On Sunday, against the Arizona Cardinals, the Bears were exactly who they have been since Montez Sweat arrived in the middle of the 2023 season. They play terrific defense, at least for most of the game. Their quarterback is one of the most electric runners in the league, and also a mediocrity at every other element of the position. (Even Mark Sanchez was frustrated at the speed at which Fields processed the action.) Their head coach looks primed to let every big lead slip away, but this Sunday the opponent simply wasn’t up to the task. In a league where most teams reside in the middle of the pack, so do these Chicago Bears, and that was most everyone’s preseason expectation.
So why does this season feel like a disappointment?
The answers are simple: Denver, Detroit, Cleveland.
If the Chicago Bears, and their defensive head coach, simply held on to those three double-digit, fourth quarter leads in games where they were clearly the superior team, their record would be 9-6. They would be firmly in the postseason, threatening the Cowboys for the fifth seed and keeping the Lions honest at the top of the division. They would have overcome their embarrassing start to the season, a disaster on and off the field. They would have weathered a multigame stretch with a backup quarterback whose last start was against the Colorado School of Mines. To quote The Great British Bake Off‘s Prue Leith, this season would have been a “triumph.”
But it’s not. Now Ryan Poles and Kevin Warren have decisions to make, and those decisions will come down to a fundamental question: do they believe the coach and quarterback are capable of improvement? Objectively speaking, neither has been good enough in 2023 to warrant confidence in them moving forward. Confidence in them moving forward would require a belief in their potential, and both men have done enough to suggest they are capable of being winning assets for the franchise.
But is that a risk worth taking when you have the first pick in a QB-friendly draft? Is that a risk worth taking when Jim Harbaugh is refusing to sign a $100 million plus extension at Michigan because it requires him not flirting with the NFL this offseason?
The Bears could easily run it back in 2024, with raised, do-or-die expectations for Fields and Flus. That decision would be met with resistance from some quarters of the fan base, but with their draft capital and capital capital, they would be able to fix their three signature flaws – pass rush, interior OL, wide receiver – with capital to spare. Imagine this team with the additions of Marvin Harrison Jr., Bryce Huff, and an early-round center. The 2024 roster around these two men would be one of the best this franchise has had in recent memory. It would be difficult to imagine them not in the playoffs come January 2025.

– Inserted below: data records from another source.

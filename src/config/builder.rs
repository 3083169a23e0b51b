// Copyright 2023-2023 CrabNebula Ltd.
// SPDX-License-Identifier: Apache-2.0
// SPDX-License-Identifier: MIT

use std::path::PathBuf;

use super::{Arch, Options, Origin, PackageInputs, Scriptlets, Subpackage};
use crate::sign::SigningConfig;

/// A builder type for [`PackageInputs`], mirroring the teacher's
/// `ConfigBuilder` (wrap-and-set rather than a typestate builder, since most
/// fields are independently optional).
pub struct PackageInputsBuilder(PackageInputs);

impl PackageInputsBuilder {
    /// Creates a new builder for the given origin, subpackage name and workspace.
    pub fn new(origin: Origin, subpackage_name: impl Into<String>, workspace: PathBuf) -> Self {
        Self(PackageInputs {
            origin,
            subpackage: Subpackage {
                name: subpackage_name.into(),
                base_runtime: Vec::new(),
                base_provides: Vec::new(),
                base_replaces: Vec::new(),
                provider_priority: None,
                scriptlets: Scriptlets::default(),
                description: None,
                url: None,
                commit: None,
            },
            arch: Arch("x86_64".into()),
            options: Options::default(),
            source_date_epoch: 0,
            sibling_subpackages: Vec::new(),
            signing: None,
            workspace: PathBuf::new(),
            out_dir: PathBuf::new(),
            build_log: None,
            dependency_log: None,
        })
        .workspace(workspace)
    }

    /// Returns a reference to the [`PackageInputs`] built so far.
    pub fn inputs(&self) -> &PackageInputs {
        &self.0
    }

    /// Consumes the builder, returning the finished [`PackageInputs`].
    pub fn build(self) -> PackageInputs {
        self.0
    }

    /// Sets [`PackageInputs::arch`].
    pub fn arch(mut self, arch: impl Into<Arch>) -> Self {
        self.0.arch = arch.into();
        self
    }

    /// Sets [`PackageInputs::options`].
    pub fn options(mut self, options: Options) -> Self {
        self.0.options = options;
        self
    }

    /// Sets [`PackageInputs::source_date_epoch`].
    pub fn source_date_epoch(mut self, epoch: u64) -> Self {
        self.0.source_date_epoch = epoch;
        self
    }

    /// Sets [`PackageInputs::sibling_subpackages`].
    pub fn sibling_subpackages<I: IntoIterator<Item = S>, S: Into<String>>(
        mut self,
        names: I,
    ) -> Self {
        self.0.sibling_subpackages = names.into_iter().map(Into::into).collect();
        self
    }

    /// Sets [`PackageInputs::signing`].
    pub fn signing(mut self, signing: SigningConfig) -> Self {
        self.0.signing.replace(signing);
        self
    }

    /// Sets [`PackageInputs::workspace`].
    pub fn workspace(mut self, workspace: PathBuf) -> Self {
        self.0.workspace = workspace;
        self
    }

    /// Sets [`PackageInputs::out_dir`].
    pub fn out_dir(mut self, out_dir: PathBuf) -> Self {
        self.0.out_dir = out_dir;
        self
    }

    /// Sets [`PackageInputs::build_log`].
    pub fn build_log(mut self, path: PathBuf) -> Self {
        self.0.build_log.replace(path);
        self
    }

    /// Sets [`PackageInputs::dependency_log`].
    pub fn dependency_log(mut self, path: PathBuf) -> Self {
        self.0.dependency_log.replace(path);
        self
    }

    /// Sets [`Subpackage::base_runtime`].
    pub fn base_runtime<I: IntoIterator<Item = S>, S: Into<String>>(mut self, deps: I) -> Self {
        self.0.subpackage.base_runtime = deps.into_iter().map(Into::into).collect();
        self
    }

    /// Sets [`Subpackage::base_provides`].
    pub fn base_provides<I: IntoIterator<Item = S>, S: Into<String>>(mut self, deps: I) -> Self {
        self.0.subpackage.base_provides = deps.into_iter().map(Into::into).collect();
        self
    }

    /// Sets [`Subpackage::base_replaces`].
    pub fn base_replaces<I: IntoIterator<Item = S>, S: Into<String>>(mut self, deps: I) -> Self {
        self.0.subpackage.base_replaces = deps.into_iter().map(Into::into).collect();
        self
    }

    /// Sets [`Subpackage::provider_priority`].
    pub fn provider_priority(mut self, priority: i64) -> Self {
        self.0.subpackage.provider_priority.replace(priority);
        self
    }

    /// Sets [`Subpackage::scriptlets`].
    pub fn scriptlets(mut self, scriptlets: Scriptlets) -> Self {
        self.0.subpackage.scriptlets = scriptlets;
        self
    }

    /// Sets [`Subpackage::description`].
    pub fn description(mut self, description: impl Into<String>) -> Self {
        self.0.subpackage.description.replace(description.into());
        self
    }

    /// Sets [`Subpackage::url`].
    pub fn url(mut self, url: impl Into<String>) -> Self {
        self.0.subpackage.url.replace(url.into());
        self
    }

    /// Sets [`Subpackage::commit`].
    pub fn commit(mut self, commit: impl Into<String>) -> Self {
        self.0.subpackage.commit.replace(commit.into());
        self
    }
}

#[cfg(test)]
mod tests {
    use super::*;

    #[test]
    fn builds_minimal_inputs() {
        let inputs = PackageInputsBuilder::new(
            Origin {
                name: "hello".into(),
                version: "1.0".into(),
                epoch: 0,
                license: vec!["MIT".into()],
            },
            "hello",
            PathBuf::from("/work"),
        )
        .arch("x86_64")
        .out_dir(PathBuf::from("/out"))
        .build();

        assert_eq!(inputs.full_version(), "1.0-r0");
        assert_eq!(inputs.origin_name(), "hello");
        assert_eq!(
            inputs.staging_dir(),
            PathBuf::from("/work/melange-out/hello")
        );
        assert_eq!(
            inputs.output_path(),
            PathBuf::from("/out/hello-1.0-r0.apk")
        );
    }
}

But would that success come despite the flaws of the coach and quarterback? And would the limitations of Fields and Flus, if they don’t display significant improvement, limit the team’s championship potential?
It is easy to pretend the decisions facing Poles and Warren are easy ones. FIRE HIM! TRADE HIM! MOVE ON! But there is a case to be made for believing in the program, and believing in the progress that has been displayed. It may lead to moving on from Fields and Flus at the end of a disappointing 2024, but it also might produce the first stable coach/quarterback relationship the franchise has witnessed in the Super Bowl era.